[Start of Attachment]
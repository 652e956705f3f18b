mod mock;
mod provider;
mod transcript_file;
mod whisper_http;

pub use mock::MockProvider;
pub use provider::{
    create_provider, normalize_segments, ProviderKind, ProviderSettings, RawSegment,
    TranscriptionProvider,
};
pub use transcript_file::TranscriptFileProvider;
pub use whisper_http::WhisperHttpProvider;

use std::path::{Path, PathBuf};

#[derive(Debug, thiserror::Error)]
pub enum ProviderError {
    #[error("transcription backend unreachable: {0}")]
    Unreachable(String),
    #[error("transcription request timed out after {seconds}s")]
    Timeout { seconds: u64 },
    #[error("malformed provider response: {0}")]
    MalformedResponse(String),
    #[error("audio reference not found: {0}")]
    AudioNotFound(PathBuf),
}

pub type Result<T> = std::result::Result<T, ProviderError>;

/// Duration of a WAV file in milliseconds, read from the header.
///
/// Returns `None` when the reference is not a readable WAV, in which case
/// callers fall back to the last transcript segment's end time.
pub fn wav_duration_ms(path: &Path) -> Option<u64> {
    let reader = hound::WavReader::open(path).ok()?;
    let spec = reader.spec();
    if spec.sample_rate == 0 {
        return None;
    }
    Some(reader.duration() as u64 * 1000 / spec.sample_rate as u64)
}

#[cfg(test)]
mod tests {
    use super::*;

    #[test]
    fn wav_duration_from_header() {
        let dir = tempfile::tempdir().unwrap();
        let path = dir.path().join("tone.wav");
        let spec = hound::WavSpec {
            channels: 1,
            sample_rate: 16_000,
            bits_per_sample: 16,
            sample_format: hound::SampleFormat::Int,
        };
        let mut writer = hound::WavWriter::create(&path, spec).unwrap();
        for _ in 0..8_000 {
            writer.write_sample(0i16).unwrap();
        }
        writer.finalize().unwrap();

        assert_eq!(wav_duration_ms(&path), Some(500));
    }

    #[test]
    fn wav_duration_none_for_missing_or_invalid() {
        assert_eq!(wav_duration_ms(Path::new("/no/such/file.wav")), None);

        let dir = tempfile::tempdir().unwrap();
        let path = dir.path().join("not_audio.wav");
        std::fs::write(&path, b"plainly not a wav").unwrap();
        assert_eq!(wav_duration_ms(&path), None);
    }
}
[End of Attachment]
> **PROBLEM TO WORK ON**:
Note every line of the records that holds the word "spec", and copy it.

> **WRITTEN RESPONSE**:
    let spec = reader.spec();
    if spec.sample_rate == 0 {
    Some(reader.duration() as u64 * 1000 / spec.sample_rate as u64)
        let spec = hound::WavSpec {
        let mut writer = hound::WavWriter::create(&path, spec).unwrap();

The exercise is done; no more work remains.